Supplied material: Begin

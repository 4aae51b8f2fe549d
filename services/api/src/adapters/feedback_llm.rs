//! services/api/src/adapters/feedback_llm.rs
//!
//! This module contains the adapter for the feedback-summarizing LLM.
//! It implements the `FeedbackSummaryService` port from the `core` crate.

use async_openai::{
    config::OpenAIConfig,
    error::OpenAIError,
    types::chat::{
        ChatCompletionRequestSystemMessageArgs, ChatCompletionRequestUserMessageArgs,
        CreateChatCompletionRequestArgs,
    },
    Client,
};
use async_trait::async_trait;
use tutor_core::ports::{FeedbackSummaryService, PortError, PortResult};

const SYSTEM_INSTRUCTIONS: &str = "Summarize the feedback of users to improve future prompts. \
Provide in actionable format and make it short and concise. Generalize the feedback to \
improve the model.";

//=========================================================================================
// The Main Adapter Struct
//=========================================================================================

/// An adapter that implements `FeedbackSummaryService` using an OpenAI-compatible LLM.
#[derive(Clone)]
pub struct OpenAiFeedbackAdapter {
    client: Client<OpenAIConfig>,
    model: String,
}

impl OpenAiFeedbackAdapter {
    /// Creates a new `OpenAiFeedbackAdapter`.
    pub fn new(client: Client<OpenAIConfig>, model: String) -> Self {
        Self { client, model }
    }
}

//=========================================================================================
// `FeedbackSummaryService` Trait Implementation
//=========================================================================================

#[async_trait]
impl FeedbackSummaryService for OpenAiFeedbackAdapter {
    async fn summarize(&self, entries: &[String]) -> PortResult<String> {
        if entries.is_empty() {
            return Ok("No past feedback found.".to_string());
        }

        let messages = vec![
            ChatCompletionRequestSystemMessageArgs::default()
                .content(SYSTEM_INSTRUCTIONS)
                .build()
                .map_err(|e| PortError::Unexpected(e.to_string()))?
                .into(),
            ChatCompletionRequestUserMessageArgs::default()
                .content(format!("Feedback entries:\n- {}", entries.join("\n- ")))
                .build()
                .map_err(|e| PortError::Unexpected(e.to_string()))?
                .into(),
        ];

        let request = CreateChatCompletionRequestArgs::default()
            .model(&self.model)
            .messages(messages)
            .n(1)
            .build()
            .map_err(|e| PortError::Unexpected(e.to_string()))?;

        let response = self
            .client
            .chat()
            .create(request)
            .await
            .map_err(|e: OpenAIError| PortError::Unexpected(e.to_string()))?;

        let content = response
            .choices
            .into_iter()
            .next()
            .and_then(|choice| choice.message.content)
            .ok_or_else(|| {
                PortError::Unexpected(
                    "Feedback summary LLM response contained no text content.".to_string(),
                )
            })?;

        Ok(content.trim().to_string())
    }
}
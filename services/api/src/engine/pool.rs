//! services/api/src/engine/pool.rs
//!
//! Bounded worker pools for background generation and persistence jobs.
//!
//! A pool caps in-flight jobs with a semaphore and bounds its pending
//! queue explicitly: `capacity + queue_capacity` submissions may be
//! outstanding at once, and the configured backpressure policy decides
//! whether an excess submission waits or fails fast. There is no
//! priority, no cancellation, and no retry; a failed job logs and
//! terminates, and its failure is visible only if the caller joins it.

use crate::config::BackpressurePolicy;
use std::future::Future;
use std::sync::Arc;
use tokio::sync::Semaphore;
use tokio::task::JoinHandle;
use tracing::error;
use tutor_core::ports::{PortError, PortResult};

/// A bounded pool of background jobs.
#[derive(Clone)]
pub struct TaskPool {
    name: &'static str,
    /// One permit per outstanding submission (running or queued).
    slots: Arc<Semaphore>,
    /// One permit per running job.
    workers: Arc<Semaphore>,
    policy: BackpressurePolicy,
}

impl TaskPool {
    pub fn new(
        name: &'static str,
        capacity: usize,
        queue_capacity: usize,
        policy: BackpressurePolicy,
    ) -> Self {
        Self {
            name,
            slots: Arc::new(Semaphore::new(capacity + queue_capacity)),
            workers: Arc::new(Semaphore::new(capacity)),
            policy,
        }
    }

    /// Submits a job. Join the returned handle for fork-join semantics, or
    /// drop it for fire-and-forget jobs whose side effects are the only
    /// observable outcome.
    pub async fn submit<F, T>(&self, job: F) -> PortResult<JoinHandle<PortResult<T>>>
    where
        F: Future<Output = PortResult<T>> + Send + 'static,
        T: Send + 'static,
    {
        let slot = match self.policy {
            BackpressurePolicy::Block => Arc::clone(&self.slots)
                .acquire_owned()
                .await
                .map_err(|e| PortError::Unexpected(e.to_string()))?,
            BackpressurePolicy::Reject => {
                Arc::clone(&self.slots).try_acquire_owned().map_err(|_| {
                    PortError::PoolSaturated(format!("{} pool is at capacity", self.name))
                })?
            }
        };

        let workers = Arc::clone(&self.workers);
        let name = self.name;

        Ok(tokio::spawn(async move {
            let _slot = slot;
            let _worker = workers
                .acquire_owned()
                .await
                .map_err(|e| PortError::Unexpected(e.to_string()))?;

            let result = job.await;
            if let Err(e) = &result {
                error!("{} pool job failed: {}", name, e);
            }
            result
        }))
    }

    /// Fork-join: wait for a submitted job and surface its result.
    pub async fn join<T>(handle: JoinHandle<PortResult<T>>) -> PortResult<T> {
        handle
            .await
            .map_err(|e| PortError::Unexpected(format!("background job panicked: {}", e)))?
    }
}

#[cfg(test)]
mod tests {
    use super::*;
    use std::sync::atomic::{AtomicUsize, Ordering};
    use std::time::Duration;

    fn pool(capacity: usize, queue: usize, policy: BackpressurePolicy) -> TaskPool {
        TaskPool::new("test", capacity, queue, policy)
    }

    #[tokio::test]
    async fn fork_join_returns_the_job_result() {
        let p = pool(2, 2, BackpressurePolicy::Block);
        let handle = p.submit(async { Ok::<_, PortError>(21 * 2) }).await.unwrap();
        assert_eq!(TaskPool::join(handle).await.unwrap(), 42);
    }

    #[tokio::test]
    async fn a_failed_job_is_visible_only_when_joined() {
        let p = pool(2, 2, BackpressurePolicy::Block);
        let handle = p
            .submit(async { Err::<(), _>(PortError::Unexpected("boom".into())) })
            .await
            .unwrap();
        assert!(TaskPool::join(handle).await.is_err());

        // Fire-and-forget: dropping the handle must not disturb the pool.
        let dropped = p
            .submit(async { Err::<(), _>(PortError::Unexpected("ignored".into())) })
            .await
            .unwrap();
        drop(dropped);
        let ok = p.submit(async { Ok::<_, PortError>(1) }).await.unwrap();
        assert_eq!(TaskPool::join(ok).await.unwrap(), 1);
    }

    #[tokio::test]
    async fn reject_policy_fails_fast_when_saturated() {
        let p = pool(1, 0, BackpressurePolicy::Reject);
        let (release_tx, release_rx) = tokio::sync::oneshot::channel::<()>();

        let running = p
            .submit(async move {
                let _ = release_rx.await;
                Ok::<_, PortError>(())
            })
            .await
            .unwrap();

        // Give the spawned job a moment to occupy the single slot.
        tokio::time::sleep(Duration::from_millis(10)).await;

        let err = p.submit(async { Ok::<_, PortError>(()) }).await.unwrap_err();
        assert!(matches!(err, PortError::PoolSaturated(_)));

        release_tx.send(()).unwrap();
        TaskPool::join(running).await.unwrap();

        // The freed slot accepts work again.
        let after = p.submit(async { Ok::<_, PortError>(()) }).await.unwrap();
        TaskPool::join(after).await.unwrap();
    }

    #[tokio::test]
    async fn capacity_caps_concurrent_execution() {
        let p = pool(2, 8, BackpressurePolicy::Block);
        let peak = Arc::new(AtomicUsize::new(0));
        let current = Arc::new(AtomicUsize::new(0));

        let mut handles = Vec::new();
        for _ in 0..6 {
            let peak = peak.clone();
            let current = current.clone();
            let handle = p
                .submit(async move {
                    let now = current.fetch_add(1, Ordering::SeqCst) + 1;
                    peak.fetch_max(now, Ordering::SeqCst);
                    tokio::time::sleep(Duration::from_millis(20)).await;
                    current.fetch_sub(1, Ordering::SeqCst);
                    Ok::<_, PortError>(())
                })
                .await
                .unwrap();
            handles.push(handle);
        }

        for handle in handles {
            TaskPool::join(handle).await.unwrap();
        }
        assert!(peak.load(Ordering::SeqCst) <= 2);
    }
}
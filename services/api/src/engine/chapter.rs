//! services/api/src/engine/chapter.rs
//!
//! Chapter progression: "continue course" orchestration and quiz lookup.

use crate::engine::pool::TaskPool;
use dashmap::DashSet;
use std::sync::Arc;
use tracing::{error, info};
use tutor_core::domain::{Chapter, QuizQuestion};
use tutor_core::ports::{
    CurriculumStore, LessonService, PortError, PortResult, QuizAuthoringService,
};

/// The result of a "continue course" request.
#[derive(Debug)]
pub enum ContinueOutcome {
    /// The next chapter's lesson, with a note on whether its quiz is
    /// already available or still being authored.
    Lesson {
        chapter_id: i64,
        title: String,
        lesson: String,
        quiz_ready: bool,
    },
    /// Every chapter of the subject's newest curriculum is complete.
    AllComplete { subject: String },
}

pub struct ChapterService {
    store: Arc<dyn CurriculumStore>,
    lessons: Arc<dyn LessonService>,
    quizzes: Arc<dyn QuizAuthoringService>,
    pool: TaskPool,
    /// Chapters whose quiz authoring is currently in flight. Claimed
    /// before the existence check so two concurrent continue requests
    /// dispatch at most one generation job per chapter.
    quiz_in_flight: Arc<DashSet<i64>>,
}

impl ChapterService {
    pub fn new(
        store: Arc<dyn CurriculumStore>,
        lessons: Arc<dyn LessonService>,
        quizzes: Arc<dyn QuizAuthoringService>,
        pool: TaskPool,
    ) -> Self {
        Self {
            store,
            lessons,
            quizzes,
            pool,
            quiz_in_flight: Arc::new(DashSet::new()),
        }
    }

    /// Advances the owner to their next incomplete chapter.
    ///
    /// Lesson generation and, when no questions exist yet, quiz authoring
    /// are dispatched concurrently. The caller blocks only on the lesson;
    /// quiz authoring is fire-and-forget, guarded for at-most-once
    /// creation per chapter.
    pub async fn continue_course(&self, owner: &str, subject: &str) -> PortResult<ContinueOutcome> {
        let Some(chapter) = self.store.next_incomplete_chapter(owner, subject).await? else {
            return Ok(ContinueOutcome::AllComplete {
                subject: subject.to_string(),
            });
        };

        let quiz_ready = self.store.quiz_exists(chapter.id).await?;
        if !quiz_ready {
            self.dispatch_quiz_authoring(&chapter).await;
        }

        let lessons = Arc::clone(&self.lessons);
        let subject = subject.to_string();
        let title = chapter.title.clone();
        let description = chapter.description.clone();
        let lesson_handle = self
            .pool
            .submit(async move {
                lessons
                    .generate_lesson(&subject, &title, &description)
                    .await
            })
            .await?;
        let lesson = TaskPool::join(lesson_handle).await?;

        Ok(ContinueOutcome::Lesson {
            chapter_id: chapter.id,
            title: chapter.title,
            lesson,
            quiz_ready,
        })
    }

    /// Fetches the persisted quiz for a chapter, validating the chapter
    /// id first.
    pub async fn start_quiz(&self, chapter_id: i64) -> PortResult<Vec<QuizQuestion>> {
        self.store.fetch_chapter(chapter_id).await?;

        let questions = self.store.fetch_quiz_questions(chapter_id).await?;
        if questions.is_empty() {
            return Err(PortError::NotFound(format!(
                "No quiz questions found for chapter {}.",
                chapter_id
            )));
        }
        Ok(questions)
    }

    /// Claims the chapter and, if this call won the claim, spawns quiz
    /// authoring and persistence on the pool without awaiting it.
    async fn dispatch_quiz_authoring(&self, chapter: &Chapter) {
        if !self.quiz_in_flight.insert(chapter.id) {
            // Another request is already authoring this chapter's quiz.
            return;
        }

        let store = Arc::clone(&self.store);
        let quizzes = Arc::clone(&self.quizzes);
        let in_flight = Arc::clone(&self.quiz_in_flight);
        let chapter_id = chapter.id;
        let title = chapter.title.clone();
        let description = chapter.description.clone();

        let submitted = self
            .pool
            .submit(async move {
                let result = async {
                    // The claim beat the existence check, so re-check in
                    // case questions landed since.
                    if store.quiz_exists(chapter_id).await? {
                        return Ok(());
                    }
                    let questions = quizzes.generate_questions(&title, &description).await?;
                    store.insert_quiz_questions(chapter_id, &questions).await?;
                    info!("Quiz created and saved for chapter {}.", chapter_id);
                    Ok(())
                }
                .await;

                in_flight.remove(&chapter_id);
                result
            })
            .await;

        match submitted {
            // Fire-and-forget: drop the handle, the job runs on.
            Ok(_handle) => {}
            Err(e) => {
                self.quiz_in_flight.remove(&chapter.id);
                error!(
                    "Could not dispatch quiz authoring for chapter {}: {}",
                    chapter.id, e
                );
            }
        }
    }
}

#[cfg(test)]
mod tests {
    use super::*;
    use crate::config::BackpressurePolicy;
    use crate::engine::testutil::{MockLessons, MockQuizzes, MockStore};
    use std::time::Duration;

    fn service(
        store: Arc<MockStore>,
        quizzes: Arc<MockQuizzes>,
    ) -> Arc<ChapterService> {
        Arc::new(ChapterService::new(
            store,
            Arc::new(MockLessons::default()),
            quizzes,
            TaskPool::new("curriculum", 10, 32, BackpressurePolicy::Block),
        ))
    }

    async fn seeded_store() -> Arc<MockStore> {
        let store = Arc::new(MockStore::new());
        store
            .seed_curriculum("ada@example.com", "Rust", &["Ownership", "Borrowing"])
            .await;
        store
    }

    #[tokio::test]
    async fn continue_course_returns_the_lesson_for_the_next_chapter() {
        let store = seeded_store().await;
        let svc = service(store.clone(), Arc::new(MockQuizzes::default()));

        let outcome = svc.continue_course("ada@example.com", "Rust").await.unwrap();
        match outcome {
            ContinueOutcome::Lesson {
                title, quiz_ready, ..
            } => {
                assert_eq!(title, "Ownership");
                assert!(!quiz_ready);
            }
            other => panic!("expected a lesson, got {:?}", other),
        }
    }

    #[tokio::test]
    async fn continue_course_rejects_an_unenrolled_subject() {
        let store = seeded_store().await;
        let svc = service(store.clone(), Arc::new(MockQuizzes::default()));

        let err = svc
            .continue_course("ada@example.com", "Piano")
            .await
            .unwrap_err();
        assert!(matches!(err, PortError::NotFound(_)));
    }

    #[tokio::test]
    async fn continue_course_scopes_to_the_newest_enrollment() {
        let store = Arc::new(MockStore::new());
        store
            .seed_curriculum("ada@example.com", "Rust", &["Old Intro"])
            .await;
        store
            .seed_curriculum("ada@example.com", "Rust", &["New Intro"])
            .await;
        let svc = service(store.clone(), Arc::new(MockQuizzes::default()));

        match svc.continue_course("ada@example.com", "Rust").await.unwrap() {
            ContinueOutcome::Lesson { title, .. } => assert_eq!(title, "New Intro"),
            other => panic!("expected a lesson, got {:?}", other),
        }
    }

    #[tokio::test]
    async fn all_chapters_complete_is_reported_not_errored() {
        let store = seeded_store().await;
        store.complete_all_chapters();
        let svc = service(store.clone(), Arc::new(MockQuizzes::default()));

        let outcome = svc.continue_course("ada@example.com", "Rust").await.unwrap();
        assert!(matches!(outcome, ContinueOutcome::AllComplete { .. }));
    }

    #[tokio::test]
    async fn concurrent_continue_requests_author_the_quiz_exactly_once() {
        let store = seeded_store().await;
        // Slow generation keeps both requests inside the race window.
        let quizzes = Arc::new(MockQuizzes::with_delay(Duration::from_millis(50)));
        let svc = service(store.clone(), quizzes.clone());

        let a = {
            let svc = Arc::clone(&svc);
            tokio::spawn(async move { svc.continue_course("ada@example.com", "Rust").await })
        };
        let b = {
            let svc = Arc::clone(&svc);
            tokio::spawn(async move { svc.continue_course("ada@example.com", "Rust").await })
        };
        a.await.unwrap().unwrap();
        b.await.unwrap().unwrap();

        // Wait for the fire-and-forget authoring to land.
        tokio::time::sleep(Duration::from_millis(150)).await;
        assert_eq!(quizzes.generation_count(), 1);
        assert_eq!(store.quiz_insert_count(), 1);
    }

    #[tokio::test]
    async fn second_continue_reports_the_quiz_ready_once_persisted() {
        let store = seeded_store().await;
        let svc = service(store.clone(), Arc::new(MockQuizzes::default()));

        svc.continue_course("ada@example.com", "Rust").await.unwrap();
        tokio::time::sleep(Duration::from_millis(50)).await;

        let outcome = svc.continue_course("ada@example.com", "Rust").await.unwrap();
        match outcome {
            ContinueOutcome::Lesson { quiz_ready, .. } => assert!(quiz_ready),
            other => panic!("expected a lesson, got {:?}", other),
        }
    }

    #[tokio::test]
    async fn start_quiz_rejects_unknown_chapters_and_missing_questions() {
        let store = seeded_store().await;
        let svc = service(store.clone(), Arc::new(MockQuizzes::default()));

        let err = svc.start_quiz(999).await.unwrap_err();
        assert!(matches!(err, PortError::NotFound(_)));

        // Chapter exists but has no questions yet.
        let err = svc.start_quiz(1).await.unwrap_err();
        assert!(matches!(err, PortError::NotFound(_)));
    }
}
pub mod db;
pub mod feedback_llm;
pub mod judge_llm;
pub mod lesson_llm;
pub mod quiz_llm;
pub mod tokenizer;
pub mod tutor_llm;

pub use db::DbAdapter;
pub use feedback_llm::OpenAiFeedbackAdapter;
pub use judge_llm::OpenAiJudgeAdapter;
pub use lesson_llm::OpenAiLessonAdapter;
pub use quiz_llm::OpenAiQuizAdapter;
pub use tokenizer::CharEstimator;
pub use tutor_llm::OpenAiTutorAdapter;
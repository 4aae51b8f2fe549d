//! services/api/src/config.rs
//!
//! Defines the application's configuration structure and loading logic.
//!
//! All configuration is loaded from environment variables at startup. The `.env`
//! file is used for local development.

use std::net::SocketAddr;
use std::time::Duration;
use tracing::Level;

/// A custom error type for configuration loading failures.
#[derive(Debug, thiserror::Error)]
pub enum ConfigError {
    #[error("Missing the environment variable {0}")]
    MissingVar(String),
    #[error("Invalid value for the environment variable {0}: {1}")]
    InvalidValue(String, String),
}

/// What `TaskPool::submit` does when both the workers and the queue are full.
#[derive(Debug, Clone, Copy, PartialEq, Eq)]
pub enum BackpressurePolicy {
    /// Wait for a queue slot to free up.
    Block,
    /// Fail fast with a pool-saturated error.
    Reject,
}

impl BackpressurePolicy {
    fn parse(var: &str, value: &str) -> Result<Self, ConfigError> {
        match value.to_lowercase().as_str() {
            "block" => Ok(Self::Block),
            "reject" => Ok(Self::Reject),
            other => Err(ConfigError::InvalidValue(
                var.to_string(),
                format!("'{}' is not 'block' or 'reject'", other),
            )),
        }
    }
}

/// Holds all configuration loaded from the environment at startup.
#[derive(Clone, Debug)]
pub struct Config {
    pub bind_address: SocketAddr,
    pub database_url: String,
    pub log_level: Level,
    pub openai_api_key: Option<String>,
    pub tutor_model: String,
    pub lesson_model: String,
    pub quiz_model: String,
    pub judge_model: String,
    pub feedback_model: String,
    /// Inactivity window after which a session is eligible for eviction.
    pub session_ttl: Duration,
    /// How often the sweeper scans for expired sessions.
    pub sweep_interval: Duration,
    /// Token budget applied to each session's transcript before a turn.
    pub history_token_budget: usize,
    /// In-flight job cap for the curriculum-scale worker pool.
    pub curriculum_pool_size: usize,
    /// In-flight job cap for the study-intention intake pool.
    pub intake_pool_size: usize,
    /// Pending submissions each pool accepts beyond its in-flight cap.
    pub pool_queue_capacity: usize,
    pub pool_backpressure: BackpressurePolicy,
}

impl Config {
    /// Loads configuration from environment variables.
    ///
    /// It will look for a `.env` file in the current directory for development,
    /// but this is skipped in test environments to ensure tests are hermetic.
    pub fn from_env() -> Result<Self, ConfigError> {
        // Only load from .env in non-test mode to avoid contamination.
        if !cfg!(test) {
            dotenvy::dotenv().ok();
        }

        // --- Load Server and Database Settings ---
        let bind_address_str =
            std::env::var("BIND_ADDRESS").unwrap_or_else(|_| "0.0.0.0:3000".to_string());
        let bind_address = bind_address_str
            .parse::<SocketAddr>()
            .map_err(|e| ConfigError::InvalidValue("BIND_ADDRESS".to_string(), e.to_string()))?;

        let database_url = std::env::var("DATABASE_URL")
            .map_err(|_| ConfigError::MissingVar("DATABASE_URL".to_string()))?;

        let log_level_str = std::env::var("RUST_LOG").unwrap_or_else(|_| "INFO".to_string());
        let log_level = log_level_str.parse::<Level>().map_err(|_| {
            ConfigError::InvalidValue(
                "RUST_LOG".to_string(),
                format!("'{}' is not a valid log level", log_level_str),
            )
        })?;

        // --- Load API Keys (as optional) ---
        let openai_api_key = std::env::var("OPENAI_API_KEY").ok();

        // --- Load Adapter-specific Settings ---
        let tutor_model = std::env::var("TUTOR_MODEL").unwrap_or_else(|_| "gpt-4o".to_string());
        let lesson_model = std::env::var("LESSON_MODEL").unwrap_or_else(|_| "gpt-4o".to_string());
        let quiz_model = std::env::var("QUIZ_MODEL").unwrap_or_else(|_| "gpt-4o".to_string());
        let judge_model =
            std::env::var("JUDGE_MODEL").unwrap_or_else(|_| "gpt-4o-mini".to_string());
        let feedback_model =
            std::env::var("FEEDBACK_MODEL").unwrap_or_else(|_| "gpt-4o-mini".to_string());

        // --- Load Engine Settings ---
        let session_ttl = Duration::from_secs(parse_var("SESSION_TTL_SECS", 3600)?);
        let sweep_interval = Duration::from_secs(parse_var("SWEEP_INTERVAL_SECS", 300)?);
        let history_token_budget = parse_var("HISTORY_TOKEN_BUDGET", 3000)? as usize;
        let curriculum_pool_size = parse_var("CURRICULUM_POOL_SIZE", 10)? as usize;
        let intake_pool_size = parse_var("INTAKE_POOL_SIZE", 4)? as usize;
        let pool_queue_capacity = parse_var("POOL_QUEUE_CAPACITY", 32)? as usize;

        let pool_backpressure_str =
            std::env::var("POOL_BACKPRESSURE").unwrap_or_else(|_| "block".to_string());
        let pool_backpressure =
            BackpressurePolicy::parse("POOL_BACKPRESSURE", &pool_backpressure_str)?;

        Ok(Self {
            bind_address,
            database_url,
            log_level,
            openai_api_key,
            tutor_model,
            lesson_model,
            quiz_model,
            judge_model,
            feedback_model,
            session_ttl,
            sweep_interval,
            history_token_budget,
            curriculum_pool_size,
            intake_pool_size,
            pool_queue_capacity,
            pool_backpressure,
        })
    }
}

fn parse_var(var: &str, default: u64) -> Result<u64, ConfigError> {
    match std::env::var(var) {
        Ok(value) => value
            .parse::<u64>()
            .map_err(|e| ConfigError::InvalidValue(var.to_string(), e.to_string())),
        Err(_) => Ok(default),
    }
}
//! services/api/src/lib.rs
//!
//! The API service crate: configuration, adapters for the store and the
//! language-model collaborators, the session/progression engine, and the
//! Axum web layer. The `api` binary wires these together.

pub mod adapters;
pub mod config;
pub mod engine;
pub mod error;
pub mod web;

Supplied material: End

Aim of the exercise: Across the whole listing above, report each line that includes "MockStore".

Answer to this task:
    use crate::engine::testutil::{MockLessons, MockQuizzes, MockStore};
        store: Arc<MockStore>,
    async fn seeded_store() -> Arc<MockStore> {
        let store = Arc::new(MockStore::new());
        let store = Arc::new(MockStore::new());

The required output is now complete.